Prince William and Kate Middleton faced backlash as they toured Jamaica, Barbados and Belize in March, which was supposed to be a “charm offensive” tour intended to strengthen the U.K.’s ties with Commonwealth countries.
A group of Jamaican business leaders, doctors and politicians penned an open letter at the time, calling for slavery reparation payments and an apology for colonialism from the British monarchy.
“We note with great concern your visit to our country, Jamaica, during a period when we are still in the throes of a global pandemic and bracing for the full impact of another global crisis associated with the Russian/Ukraine war,” the letter, written by the Advocates Network, stated.
“We see no reason to celebrate 70 years of the ascension of your grandmother to the British throne because her leadership, and that of her predecessors, has perpetuated the greatest human rights tragedy in the history of humankind.”
Although the queen was historically regarded quite highly across the region, Britain is accused by many of — at best — a callous attitude towards its former colonies. That feeling has been heightened by the U.K.’s treatment of many Caribbean immigrants who went to Britain after the Second World War, helping to rebuild a war-shattered country.
In recent years, some people from the Caribbean who had lived legally in Britain for decades were denied housing, jobs or medical treatment, and in some cases deported, because they didn’t have paperwork to prove their status.
The British government has apologized and agreed to pay compensation, but the scandal has caused deep anger, both in the U.K. and in the Caribbean. Some Caribbean nations have considered removing the queen as head of state, less than a year after Barbados cut ties and moved from a constitutional monarchy to a republic.

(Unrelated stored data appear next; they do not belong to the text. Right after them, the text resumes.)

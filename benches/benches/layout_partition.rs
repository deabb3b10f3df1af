// Copyright 2025 the Understory Authors
// SPDX-License-Identifier: Apache-2.0 OR MIT

use criterion::{BatchSize, Criterion, Throughput, black_box, criterion_group, criterion_main};
use kurbo::{Point, Rect};
use understory_collage::{Color, Layout, Node, PresetLibrary};
use understory_collage_interact::{ClampPolicy, ResizeController, ResizeTarget};

/// Balanced tree alternating rows and columns, `fanout^depth` leaves.
fn balanced(depth: usize, fanout: usize) -> Node<()> {
    fn build(level: usize, depth: usize, fanout: usize) -> Node<()> {
        if level == depth {
            return Node::empty(1.0, Color::GRAY);
        }
        let children = (0..fanout).map(|_| build(level + 1, depth, fanout));
        let w = 1.0 + level as f64;
        if level % 2 == 0 {
            Node::row(w, children)
        } else {
            Node::column(w, children)
        }
    }
    build(0, depth, fanout)
}

fn bench_presets(c: &mut Criterion) {
    let presets = PresetLibrary::builtin();
    let trees: Vec<(&str, Node<()>)> = presets
        .iter()
        .map(|p| (p.label(), p.instantiate()))
        .collect();
    let canvas = Rect::new(0.0, 0.0, 1000.0, 1000.0);

    let mut group = c.benchmark_group("layout_presets");
    group.bench_function("all_builtin", |b| {
        b.iter(|| {
            for (_, tree) in &trees {
                black_box(Layout::compute(black_box(tree), canvas).ok());
            }
        });
    });
    for (label, tree) in &trees {
        group.bench_function(label.replace(' ', "_"), |b| {
            b.iter(|| black_box(Layout::compute(black_box(tree), canvas).ok()));
        });
    }
    group.finish();
}

fn bench_balanced(c: &mut Criterion) {
    let canvas = Rect::new(0.0, 0.0, 4096.0, 4096.0);
    let mut group = c.benchmark_group("layout_balanced");
    for (depth, fanout) in [(4, 3), (6, 3), (4, 6)] {
        let tree = balanced(depth, fanout);
        group.throughput(Throughput::Elements(tree.leaf_count() as u64));
        group.bench_function(format!("d{depth}_f{fanout}"), |b| {
            b.iter(|| black_box(Layout::compute(black_box(&tree), canvas).ok()));
        });
        let layout = Layout::compute(&tree, canvas).ok();
        group.bench_function(format!("hit_test_d{depth}_f{fanout}"), |b| {
            b.iter(|| {
                let Some(layout) = &layout else { return };
                for i in 0..64 {
                    let pt = Point::new(f64::from(i) * 61.0, f64::from(i) * 37.0);
                    black_box(layout.leaf_at(pt));
                    black_box(layout.divider_at(pt, 6.0));
                }
            });
        });
    }
    group.finish();
}

fn bench_drag(c: &mut Criterion) {
    let canvas = Rect::new(0.0, 0.0, 1000.0, 1000.0);
    let children = (0..8).map(|_| Node::empty(1.0, Color::GRAY));
    let tree: Node<()> = Node::column(1.0, children);
    let layout = Layout::compute(&tree, canvas).ok();
    let split = tree.split_id();

    let mut group = c.benchmark_group("resize_drag");
    for policy in [ClampPolicy::Tight, ClampPolicy::Loose] {
        group.throughput(Throughput::Elements(100));
        group.bench_function(format!("{policy:?}_100_updates"), |b| {
            b.iter_batched(
                || tree.clone(),
                |mut t| {
                    let (Some(layout), Some(split)) = (&layout, split) else {
                        return;
                    };
                    let mut ctl = ResizeController::new(policy);
                    let target = ResizeTarget { split, boundary: 3 };
                    if ctl.begin(&t, layout, target).is_err() {
                        return;
                    }
                    for i in 0..100 {
                        let _ = black_box(ctl.update(300.0 + f64::from(i) * 2.5));
                        black_box(Layout::compute_with_preview(&t, canvas, ctl.preview()).ok());
                    }
                    black_box(ctl.end(&mut t).ok());
                },
                BatchSize::SmallInput,
            );
        });
    }
    group.finish();
}

criterion_group!(benches, bench_presets, bench_balanced, bench_drag);
criterion_main!(benches);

Jamaican Prime Minister Andrew Holness told Prince William that his country plans to become fully independent and will eventually remove the British head of state.
“We are moving on,” he said. “We intend to … fulfill our true ambitions and destiny as an independent, developed, prosperous country.”

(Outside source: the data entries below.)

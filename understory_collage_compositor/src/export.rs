// Copyright 2025 the Understory Authors
// SPDX-License-Identifier: Apache-2.0 OR MIT

//! Final output: synchronous export, PNG encoding, and background export jobs.
//!
//! Export renders the tree exactly as the interactive preview does, only at the
//! requested output size. The tree is validated first so an invalid tree is reported
//! as an error rather than drawn partially.

use std::io::Cursor;
use std::sync::Arc;
use std::sync::atomic::{AtomicBool, Ordering};
use std::thread::{self, JoinHandle};

use image::{ImageFormat, RgbaImage};
use tracing::{debug, info};
use understory_collage::Node;

use crate::error::CompositeError;
use crate::raster::SlotImage;
use crate::render::{RenderOptions, render_cancellable};

/// Shared cancellation flag, checked between leaves.
#[derive(Clone, Debug, Default)]
pub struct CancelToken(Arc<AtomicBool>);

impl CancelToken {
    /// A fresh, uncancelled token.
    pub fn new() -> Self {
        Self::default()
    }

    /// Request cancellation.
    pub fn cancel(&self) {
        self.0.store(true, Ordering::Relaxed);
    }

    /// Whether cancellation was requested.
    pub fn is_cancelled(&self) -> bool {
        self.0.load(Ordering::Relaxed)
    }
}

/// Validate `root` and render it at `width` x `height`.
pub fn export<I: SlotImage>(
    root: &Node<I>,
    width: u32,
    height: u32,
    options: &RenderOptions,
) -> Result<RgbaImage, CompositeError> {
    export_inner(root, width, height, options, None)
}

/// [`export`], stopping early with [`CompositeError::Cancelled`] once `cancel` fires.
pub fn export_with_cancel<I: SlotImage>(
    root: &Node<I>,
    width: u32,
    height: u32,
    options: &RenderOptions,
    cancel: &CancelToken,
) -> Result<RgbaImage, CompositeError> {
    export_inner(root, width, height, options, Some(cancel))
}

fn export_inner<I: SlotImage>(
    root: &Node<I>,
    width: u32,
    height: u32,
    options: &RenderOptions,
    cancel: Option<&CancelToken>,
) -> Result<RgbaImage, CompositeError> {
    root.validate()?;
    let composite = render_cancellable(root, width, height, options, cancel)?;
    info!(
        width,
        height,
        leaves = composite.layout.leaves().len(),
        fallbacks = composite.fallbacks.len(),
        "export complete"
    );
    Ok(composite.image)
}

/// Encode an RGBA image as PNG bytes.
pub fn encode_png(image: &RgbaImage) -> Result<Vec<u8>, CompositeError> {
    let mut out = Cursor::new(Vec::new());
    image
        .write_to(&mut out, ImageFormat::Png)
        .map_err(CompositeError::Encode)?;
    Ok(out.into_inner())
}

/// An export running on a background thread.
///
/// The job owns its tree snapshot, so the editing session can keep mutating its own
/// tree. Dropping the job cancels it without waiting.
#[derive(Debug)]
pub struct ExportJob {
    handle: Option<JoinHandle<Result<RgbaImage, CompositeError>>>,
    watch: JobWatch,
}

/// A detached view of an [`ExportJob`]: cancel it, or see whether its worker is done,
/// without owning the job.
#[derive(Clone, Debug, Default)]
pub struct JobWatch {
    cancel: CancelToken,
    done: Arc<AtomicBool>,
}

impl JobWatch {
    /// Ask the job to stop at the next leaf.
    pub fn cancel(&self) {
        self.cancel.cancel();
    }

    /// Whether the worker thread has exited, successfully or not.
    pub fn is_done(&self) -> bool {
        self.done.load(Ordering::Acquire)
    }
}

/// Marks the job done when the worker exits, including by panic.
struct DoneOnDrop(Arc<AtomicBool>);

impl Drop for DoneOnDrop {
    fn drop(&mut self) {
        self.0.store(true, Ordering::Release);
    }
}

impl ExportJob {
    /// Start exporting `snapshot` on a thread named `collage-export`.
    pub fn spawn<I>(
        snapshot: Node<I>,
        width: u32,
        height: u32,
        options: RenderOptions,
    ) -> Result<Self, CompositeError>
    where
        I: SlotImage + Send + 'static,
    {
        let watch = JobWatch::default();
        let token = watch.cancel.clone();
        let done = DoneOnDrop(Arc::clone(&watch.done));
        let handle = thread::Builder::new()
            .name("collage-export".into())
            .spawn(move || {
                let _done = done;
                export_with_cancel(&snapshot, width, height, &options, &token)
            })
            .map_err(CompositeError::Spawn)?;
        debug!(width, height, "export job spawned");
        Ok(Self {
            handle: Some(handle),
            watch,
        })
    }

    /// Ask the job to stop at the next leaf.
    pub fn cancel(&self) {
        self.watch.cancel();
    }

    /// A handle to this job's cancellation flag.
    pub fn cancel_token(&self) -> CancelToken {
        self.watch.cancel.clone()
    }

    /// A detached handle that can cancel the job and observe when it is done.
    pub fn watch(&self) -> JobWatch {
        self.watch.clone()
    }

    /// Whether the worker has finished, successfully or not.
    pub fn is_finished(&self) -> bool {
        self.handle.as_ref().is_none_or(JoinHandle::is_finished)
    }

    /// Block until the worker finishes and return its raster.
    pub fn wait(mut self) -> Result<RgbaImage, CompositeError> {
        let handle = self.handle.take().ok_or(CompositeError::Cancelled)?;
        handle.join().map_err(|_| CompositeError::WorkerPanicked)?
    }
}

impl Drop for ExportJob {
    fn drop(&mut self) {
        if self.handle.is_some() {
            self.watch.cancel();
        }
    }
}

During the tour, Prince William made a speech saying that slavery “should never have happened” and expressed his “profound sorrow” over the history of slavery in the country.
What happens next
Experts say that it’s possible to both admire and abhor public figures for their past actions, although it can make the grieving process more complex.
Dave Kessler, a grief specialist and founder of Grief.com, told USA Today the way people grieve is changing, especially with the popularity of social media, and that the lines of inappropriate and appropriate conversations about deceased figures is often blurred.
“There’s a movement shifting away from, ‘don’t talk badly about the dead,’ to ‘let’s talk about people more authentically.’ And these more authentic conversations include acknowledgement of both the good and bad in all of us,” he told the outlet, adding that it exemplifies the complexity of humankind.
Essayist Rebecca Solnit wrote on social media Saturday that “the death of the queen has become an occasion to revisit the intertwined histories of colonialism and slavery. Who the queen was as a person and whether she was herself a prisoner of circumstance are irrelevant; if you embody several centuries of royal history, it’s the inequalities, invasions, and subjugations as well as the pomp and circumstance.”
“The anticolonial discourse right now is about that embodiment of ‘tradition,’ and what that tradition actually consisted of,” she added.
Dr. Kisha Supernant, director of the Institute of Prairie and Indigenous Archaeology in Canada, told Global News that now’s the time to have these tough conversations.
“I think we’re at a very important moment to bring forth this conversation and if we have any hope of reconciliation, we have to remember that truth comes first and that includes any truth about the British monarchy and the British Empire … if there’s a moment to talk about legacy, it’s when someone passes,” Supernant said.